More than a third of the calls SYFR receive turn out to be false alarms, but by working closely with site managers at buildings with previously high numbers of unnecessary call outs these fell from 4,329 in 2005, to 2,108 in 2013.
In 2005 SYFR introduced an ‘automated fire alarm’ policy, making regular contact with premises with high numbers of false alarms. Specialist officers offer advice to site managers on reducing unnecessary call outs. In extreme cases, the fire service can seek to prosecute repeat offenders under fire safety legislation.

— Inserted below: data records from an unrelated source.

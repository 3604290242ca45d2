//! In-memory command registry.
//!
//! [`Bot`], [`Cog`] and [`Command`] are a small, self-contained command
//! registry implementing [`Registry`] and [`Entry`]. Registration is where
//! aliases get expanded: [`Bot::add_command`] and [`Bot::add_cog`] run the
//! bot's [`AliasDeriver`] over every command (and nested subcommand) once,
//! rewriting its alias set in place.
//!
//! Commands added with [`Bot::add_command`] live in a trailing
//! [`NO_CATEGORY`] cog, so a cog-mode tree still lists and resolves them.

use std::collections::{BTreeSet, HashSet};

use crate::alias::AliasDeriver;
use crate::entry::{COG_COMMANDS, Entry, NO_CATEGORY, Registry};
use crate::resolve::PATH_DELIMITERS;
use crate::{Error, Result};

// ============================================================================
// Command
// ============================================================================

/// A command, or a group of subcommands.
#[derive(Clone, Debug, Default, PartialEq, Eq)]
pub struct Command {
    name: String,
    aliases: BTreeSet<String>,
    significant: bool,
    brief: Option<String>,
    subcommands: Option<Vec<Command>>,
}

impl Command {
    /// Create a leaf command.
    pub fn new(name: impl Into<String>) -> Self {
        Self {
            name: name.into(),
            ..Default::default()
        }
    }

    /// Create an empty command group.
    pub fn group(name: impl Into<String>) -> Self {
        Self {
            name: name.into(),
            subcommands: Some(Vec::new()),
            ..Default::default()
        }
    }

    /// Declare an alias.
    pub fn with_alias(mut self, alias: impl Into<String>) -> Self {
        self.aliases.insert(alias.into());
        self
    }

    /// Declare several aliases.
    pub fn with_aliases<I, S>(mut self, aliases: I) -> Self
    where
        I: IntoIterator<Item = S>,
        S: Into<String>,
    {
        self.aliases.extend(aliases.into_iter().map(Into::into));
        self
    }

    /// Mark the command as significant.
    pub fn with_significant(mut self, significant: bool) -> Self {
        self.significant = significant;
        self
    }

    /// Set the one-line description.
    pub fn with_brief(mut self, brief: impl Into<String>) -> Self {
        self.brief = Some(brief.into());
        self
    }

    /// Add a subcommand, turning the command into a group if it was a leaf.
    pub fn with_subcommand(mut self, command: Command) -> Self {
        self.subcommands.get_or_insert_with(Vec::new).push(command);
        self
    }

    /// Subcommands, or `None` for a leaf command.
    pub fn subcommands(&self) -> Option<&[Command]> {
        self.subcommands.as_deref()
    }

    /// Whether the command is a group.
    pub fn is_group(&self) -> bool {
        self.subcommands.is_some()
    }

    /// Validate the command tree and expand every alias set in place.
    fn register(&mut self, deriver: &AliasDeriver) -> Result<()> {
        validate_command_name(&self.name, deriver)?;
        self.aliases = deriver.derive(&self.name, &self.aliases);
        log::debug!("registered '{}' with aliases {:?}", self.name, self.aliases);

        if let Some(subcommands) = self.subcommands.as_mut() {
            let mut seen = HashSet::new();
            for sub in subcommands.iter_mut() {
                if !seen.insert(sub.name.clone()) {
                    return Err(Error::duplicate_name(
                        &sub.name,
                        format!("group '{}'", self.name),
                    ));
                }
                sub.register(deriver)?;
            }
        }
        Ok(())
    }
}

impl Entry for Command {
    fn name(&self) -> &str {
        &self.name
    }

    fn aliases(&self) -> &BTreeSet<String> {
        &self.aliases
    }

    fn significant(&self) -> bool {
        self.significant
    }

    fn brief(&self) -> Option<&str> {
        self.brief.as_deref()
    }

    fn children(&self) -> Option<Vec<&dyn Entry>> {
        self.subcommands
            .as_ref()
            .map(|subs| subs.iter().map(|c| c as &dyn Entry).collect())
    }
}

fn validate_command_name(name: &str, deriver: &AliasDeriver) -> Result<()> {
    if name.is_empty() {
        return Err(Error::invalid_entry("command name is empty"));
    }
    if deriver.strip(name).is_empty() {
        return Err(Error::invalid_entry(format!(
            "command name '{name}' is made only of separators"
        )));
    }
    if name.contains(PATH_DELIMITERS) {
        return Err(Error::invalid_entry(format!(
            "command name '{name}' contains a path delimiter"
        )));
    }
    Ok(())
}

// ============================================================================
// Cog
// ============================================================================

/// A named grouping of top-level commands.
///
/// Exposes its commands to the help tree through a synthetic group named
/// [`COG_COMMANDS`].
#[derive(Clone, Debug, PartialEq, Eq)]
pub struct Cog {
    name: String,
    description: Option<String>,
    aliases: BTreeSet<String>,
    commands: Command,
}

impl Cog {
    /// Create an empty cog.
    pub fn new(name: impl Into<String>) -> Self {
        Self {
            name: name.into(),
            description: None,
            aliases: BTreeSet::new(),
            commands: Command::group(COG_COMMANDS),
        }
    }

    /// Set the description shown on the cog's help page.
    pub fn with_description(mut self, description: impl Into<String>) -> Self {
        self.description = Some(description.into());
        self
    }

    /// Add a command to the cog.
    pub fn with_command(mut self, command: Command) -> Self {
        self.commands = self.commands.with_subcommand(command);
        self
    }

    /// The cog's commands, in registration order.
    pub fn commands(&self) -> &[Command] {
        self.commands.subcommands().unwrap_or_default()
    }

    fn commands_mut(&mut self) -> &mut Vec<Command> {
        self.commands.subcommands.get_or_insert_with(Vec::new)
    }
}

impl Entry for Cog {
    fn name(&self) -> &str {
        &self.name
    }

    fn aliases(&self) -> &BTreeSet<String> {
        &self.aliases
    }

    fn brief(&self) -> Option<&str> {
        self.description.as_deref()
    }

    fn children(&self) -> Option<Vec<&dyn Entry>> {
        Some(vec![&self.commands])
    }
}

// ============================================================================
// Bot
// ============================================================================

/// A bot's command registry.
#[derive(Clone, Debug)]
pub struct Bot {
    prefix: String,
    cogs: Vec<Cog>,
    uncategorised: Cog,
    deriver: AliasDeriver,
}

impl Bot {
    /// Create an empty registry with the given invocation prefix.
    pub fn new(prefix: impl Into<String>) -> Self {
        Self {
            prefix: prefix.into(),
            cogs: Vec::new(),
            uncategorised: Cog::new(NO_CATEGORY),
            deriver: AliasDeriver::default(),
        }
    }

    /// Use `deriver` for every subsequent registration.
    pub fn with_alias_deriver(mut self, deriver: AliasDeriver) -> Self {
        self.deriver = deriver;
        self
    }

    /// The alias deriver applied at registration.
    pub fn alias_deriver(&self) -> &AliasDeriver {
        &self.deriver
    }

    /// Look up a registered cog by name.
    pub fn cog(&self, name: &str) -> Option<&Cog> {
        self.cogs.iter().find(|cog| cog.name == name)
    }

    /// Commands registered outside any cog.
    pub fn uncategorised(&self) -> &[Command] {
        self.uncategorised.commands()
    }

    /// Registered cogs, followed by [`NO_CATEGORY`] when it has commands.
    fn all_cogs(&self) -> impl Iterator<Item = &Cog> {
        let has_uncategorised = !self.uncategorised().is_empty();
        let trailing = has_uncategorised.then_some(&self.uncategorised);
        self.cogs.iter().chain(trailing)
    }

    fn top_level_names(&self) -> HashSet<&str> {
        self.all_cogs()
            .flat_map(|cog| cog.commands())
            .map(|command| command.name.as_str())
            .collect()
    }

    /// Register a command that belongs to no cog.
    ///
    /// # Errors
    ///
    /// Fails if the command (or a subcommand) has an invalid name, or if a
    /// top-level command of the same name is already registered. Alias
    /// collisions are accepted.
    pub fn add_command(&mut self, mut command: Command) -> Result<()> {
        if self.top_level_names().contains(command.name.as_str()) {
            return Err(Error::duplicate_name(&command.name, "the bot"));
        }
        command.register(&self.deriver)?;
        self.uncategorised.commands_mut().push(command);
        Ok(())
    }

    /// Register a cog and all of its commands.
    ///
    /// # Errors
    ///
    /// Fails if the cog name is empty, taken or [`NO_CATEGORY`], or if any
    /// of its commands would fail [`Bot::add_command`].
    pub fn add_cog(&mut self, mut cog: Cog) -> Result<()> {
        if cog.name.trim().is_empty() {
            return Err(Error::invalid_entry("cog name is empty"));
        }
        if cog.name == NO_CATEGORY || self.cog(&cog.name).is_some() {
            return Err(Error::duplicate_name(&cog.name, "the bot's cogs"));
        }

        let mut taken: HashSet<String> = self
            .top_level_names()
            .into_iter()
            .map(String::from)
            .collect();
        let parent = format!("cog '{}'", cog.name);
        for command in cog.commands_mut() {
            if !taken.insert(command.name.clone()) {
                return Err(Error::duplicate_name(&command.name, &parent));
            }
            command.register(&self.deriver)?;
        }

        log::debug!(
            "registered cog '{}' with {} commands",
            cog.name,
            cog.commands().len()
        );
        self.cogs.push(cog);
        Ok(())
    }
}

impl Registry for Bot {
    fn prefix(&self) -> &str {
        &self.prefix
    }

    fn cogs(&self) -> Vec<&dyn Entry> {
        self.all_cogs().map(|cog| cog as &dyn Entry).collect()
    }

    fn commands(&self) -> Vec<&dyn Entry> {
        self.all_cogs()
            .flat_map(|cog| cog.commands())
            .map(|command| command as &dyn Entry)
            .collect()
    }
}
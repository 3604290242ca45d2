//! Error types for Cogtree operations.
//!
//! This module provides a common `Error` type and `Result<T>` alias used across
//! all Cogtree crates. Uses `thiserror` for derive macros.
//!
//! Failing to resolve a subcommand is not an error: resolution returns
//! `Option` and callers render the miss themselves.

use thiserror::Error;

/// Errors that can occur in Cogtree operations.
#[derive(Error, Debug)]
pub enum Error {
    /// I/O error.
    #[error("I/O error: {0}")]
    Io(#[from] std::io::Error),

    /// Configuration error.
    #[error("Configuration error: {0}")]
    Config(String),

    /// An entry cannot be registered as given (e.g. an empty name).
    #[error("Invalid entry: {0}")]
    InvalidEntry(String),

    /// A registration collides with a sibling's canonical name.
    #[error("Duplicate name '{name}' under {parent}")]
    DuplicateName {
        /// The colliding canonical name.
        name: String,
        /// Where the collision happened, for display.
        parent: String,
    },

    /// Malformed registry manifest.
    #[error("Manifest error: {0}")]
    Manifest(String),

    /// Serialization error.
    #[error("Serialization error: {0}")]
    Serialization(String),
}

impl Error {
    /// Create a configuration error.
    pub fn config(msg: impl Into<String>) -> Self {
        Self::Config(msg.into())
    }

    /// Create an invalid entry error.
    pub fn invalid_entry(msg: impl Into<String>) -> Self {
        Self::InvalidEntry(msg.into())
    }

    /// Create a duplicate name error.
    pub fn duplicate_name(name: impl Into<String>, parent: impl Into<String>) -> Self {
        Self::DuplicateName {
            name: name.into(),
            parent: parent.into(),
        }
    }

    /// Create a manifest error.
    pub fn manifest(msg: impl Into<String>) -> Self {
        Self::Manifest(msg.into())
    }

    /// Create a serialization error.
    pub fn serialization(msg: impl Into<String>) -> Self {
        Self::Serialization(msg.into())
    }
}

/// Result type alias using Cogtree's Error type.
pub type Result<T> = std::result::Result<T, Error>;
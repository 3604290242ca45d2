use std::process::ExitCode;

use clap::Parser;
use cogtree_cli::{CliArgs, CogtreeCli};

#[tokio::main]
async fn main() -> ExitCode {
    let args = CliArgs::parse();

    let cli = match CogtreeCli::from_args("cogtree", &args) {
        Ok(cli) => cli,
        Err(e) => {
            eprintln!("error: {e}");
            return ExitCode::FAILURE;
        }
    };

    match cli.run(args).await {
        Ok(()) => ExitCode::SUCCESS,
        Err(e) => {
            tracing::error!("{e}");
            eprintln!("error: {e}");
            ExitCode::FAILURE
        }
    }
}
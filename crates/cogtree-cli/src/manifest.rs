//! TOML manifests describing a bot's command registry.
//!
//! ```toml
//! prefix = "!"
//!
//! [[cogs]]
//! name = "Admin"
//! description = "Moderation tools"
//!
//! [[cogs.commands]]
//! name = "role"
//! brief = "Manage roles"
//! significant = true
//! subcommands = [{ name = "add_member", aliases = ["grant"] }]
//!
//! [[commands]]
//! name = "ping"
//! ```
//!
//! A command with a `subcommands` key is a group, even when the list is
//! empty.

use std::path::Path;

use cogtree_core::{AliasDeriver, Bot, Cog, Command, Error, Registry, Result};
use serde::{Deserialize, Serialize};

/// A whole registry as written on disk.
#[derive(Debug, Clone, Default, PartialEq, Eq, Serialize, Deserialize)]
#[serde(default, deny_unknown_fields)]
pub struct Manifest {
    /// Command prefix. Falls back to the configured one when absent.
    pub prefix: Option<String>,
    /// Cogs in registration order.
    pub cogs: Vec<CogSpec>,
    /// Commands that belong to no cog.
    pub commands: Vec<CommandSpec>,
}

/// One cog in a manifest.
#[derive(Debug, Clone, PartialEq, Eq, Serialize, Deserialize)]
#[serde(deny_unknown_fields)]
pub struct CogSpec {
    pub name: String,
    #[serde(default)]
    pub description: Option<String>,
    #[serde(default)]
    pub commands: Vec<CommandSpec>,
}

/// One command (or group) in a manifest.
#[derive(Debug, Clone, PartialEq, Eq, Serialize, Deserialize)]
#[serde(deny_unknown_fields)]
pub struct CommandSpec {
    pub name: String,
    #[serde(default)]
    pub aliases: Vec<String>,
    #[serde(default)]
    pub significant: bool,
    #[serde(default)]
    pub brief: Option<String>,
    #[serde(default)]
    pub subcommands: Option<Vec<CommandSpec>>,
}

impl From<CommandSpec> for Command {
    fn from(spec: CommandSpec) -> Self {
        let mut command = match spec.subcommands {
            Some(subs) => {
                let mut group = Command::group(spec.name);
                for sub in subs {
                    group = group.with_subcommand(sub.into());
                }
                group
            }
            None => Command::new(spec.name),
        };
        command = command
            .with_aliases(spec.aliases)
            .with_significant(spec.significant);
        if let Some(brief) = spec.brief {
            command = command.with_brief(brief);
        }
        command
    }
}

impl From<CogSpec> for Cog {
    fn from(spec: CogSpec) -> Self {
        let mut cog = Cog::new(spec.name);
        if let Some(description) = spec.description {
            cog = cog.with_description(description);
        }
        spec.commands
            .into_iter()
            .fold(cog, |cog, command| cog.with_command(command.into()))
    }
}

impl Manifest {
    /// Parse a manifest from TOML text.
    pub fn from_toml_str(text: &str) -> Result<Self> {
        toml::from_str(text).map_err(|e| Error::manifest(e.to_string()))
    }

    /// Read and parse a manifest file.
    pub fn load(path: impl AsRef<Path>) -> Result<Self> {
        let path = path.as_ref();
        log::debug!("reading manifest {}", path.display());
        let text = std::fs::read_to_string(path)?;
        toml::from_str(&text).map_err(|e| Error::manifest(format!("{}: {e}", path.display())))
    }

    /// Register everything in the manifest on a new [`Bot`].
    ///
    /// `prefix_fallback` is used when the manifest sets no prefix. Fails on
    /// invalid names and duplicate siblings, like direct registration does.
    pub fn into_bot(self, prefix_fallback: &str, deriver: AliasDeriver) -> Result<Bot> {
        let prefix = self.prefix.unwrap_or_else(|| prefix_fallback.to_string());
        let mut bot = Bot::new(prefix).with_alias_deriver(deriver);
        let cog_count = self.cogs.len();
        for cog in self.cogs {
            bot.add_cog(cog.into())?;
        }
        for command in self.commands {
            bot.add_command(command.into())?;
        }
        log::debug!(
            "registered {cog_count} cog(s) and {} top-level command(s)",
            bot.commands().len()
        );
        Ok(bot)
    }
}
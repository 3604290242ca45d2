//! Alias derivation.
//!
//! Users type command names in whatever style they like: `do_thing`,
//! `dothing` or `do-thing`. [`AliasDeriver`] expands a command's declared
//! aliases so that all of those spellings resolve to the same command.
//!
//! Derivation runs once, when a command is registered. The result is a set;
//! collisions with other commands' names or aliases are not rejected here and
//! are settled at lookup time by first match in sorted order.

use std::collections::BTreeSet;

/// Default word-separator characters.
pub const DEFAULT_SEPARATORS: &[char] = &['_', '-', ' '];

/// Default display hyphen.
pub const DEFAULT_HYPHEN: char = '-';

/// Expands a command's declared aliases with separator variants.
#[derive(Clone, Debug, PartialEq, Eq)]
pub struct AliasDeriver {
    separators: Vec<char>,
    hyphen: char,
}

impl AliasDeriver {
    /// Create a deriver with a custom separator set and display hyphen.
    pub fn new(separators: impl IntoIterator<Item = char>, hyphen: char) -> Self {
        Self {
            separators: separators.into_iter().collect(),
            hyphen,
        }
    }

    /// The recognised word-separator characters.
    pub fn separators(&self) -> &[char] {
        &self.separators
    }

    /// The character used to join words in hyphenated variants.
    pub fn hyphen(&self) -> char {
        self.hyphen
    }

    fn is_separator(&self, c: char) -> bool {
        self.separators.contains(&c)
    }

    /// Remove every separator character: `do_thing` → `dothing`.
    pub fn strip(&self, word: &str) -> String {
        word.chars().filter(|c| !self.is_separator(*c)).collect()
    }

    /// Replace every separator character with the display hyphen:
    /// `do_thing` → `do-thing`, `a__b` → `a--b`.
    pub fn hyphenate(&self, word: &str) -> String {
        word.chars()
            .map(|c| if self.is_separator(c) { self.hyphen } else { c })
            .collect()
    }

    /// Compute the effective alias set for `name`.
    ///
    /// The result contains every declared alias, plus the stripped and
    /// hyphenated variants of the name and of each declared alias. Empty
    /// strings and `name` itself are never included.
    ///
    /// # Example
    ///
    /// ```
    /// use cogtree_core::AliasDeriver;
    ///
    /// let aliases = AliasDeriver::default().derive("do_thing", Vec::<String>::new());
    /// let aliases: Vec<_> = aliases.into_iter().collect();
    /// assert_eq!(aliases, ["do-thing", "dothing"]);
    /// ```
    pub fn derive<I, S>(&self, name: &str, declared: I) -> BTreeSet<String>
    where
        I: IntoIterator<Item = S>,
        S: AsRef<str>,
    {
        let declared: Vec<String> = declared
            .into_iter()
            .map(|alias| alias.as_ref().to_string())
            .collect();

        let mut aliases: BTreeSet<String> = declared.iter().cloned().collect();
        for word in declared.iter().map(String::as_str).chain([name]) {
            aliases.insert(self.strip(word));
            aliases.insert(self.hyphenate(word));
        }

        aliases.remove("");
        aliases.remove(name);
        log::trace!("derived aliases for '{name}': {aliases:?}");
        aliases
    }
}

impl Default for AliasDeriver {
    fn default() -> Self {
        Self::new(DEFAULT_SEPARATORS.iter().copied(), DEFAULT_HYPHEN)
    }
}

Technical fire safety officer Roger Brason, said: “False alarms at commercial premises and large public buildings like schools and hospitals have been in steady decline for several years now. The success of Sheffield Teaching Hospitals (STH) in reducing their call outs is just one example of how hard work to reduce false alarms can really pay off, keeping fire engines available for genuine emergencies.”
The fire service was called to STH's Northern General Hospital 89 times in 2005 alone due to false alarms. But fire engines did not attend any of the organisation’s sites due to a false alarm at all in 2013.
Fire safety manager at the hospital, David Butler, said: “We’ve really taken matters into our own hands in terms of reducing false alarms. By introducing comprehensive fire detection systems throughout all of our premises, through extensive training for all our staff and by carrying out our own preliminary investigations when an automatic alarm is generated, we’ve shown that by tackling the issue head on, premises can make a big impact on the reduction of unwanted fire signals.”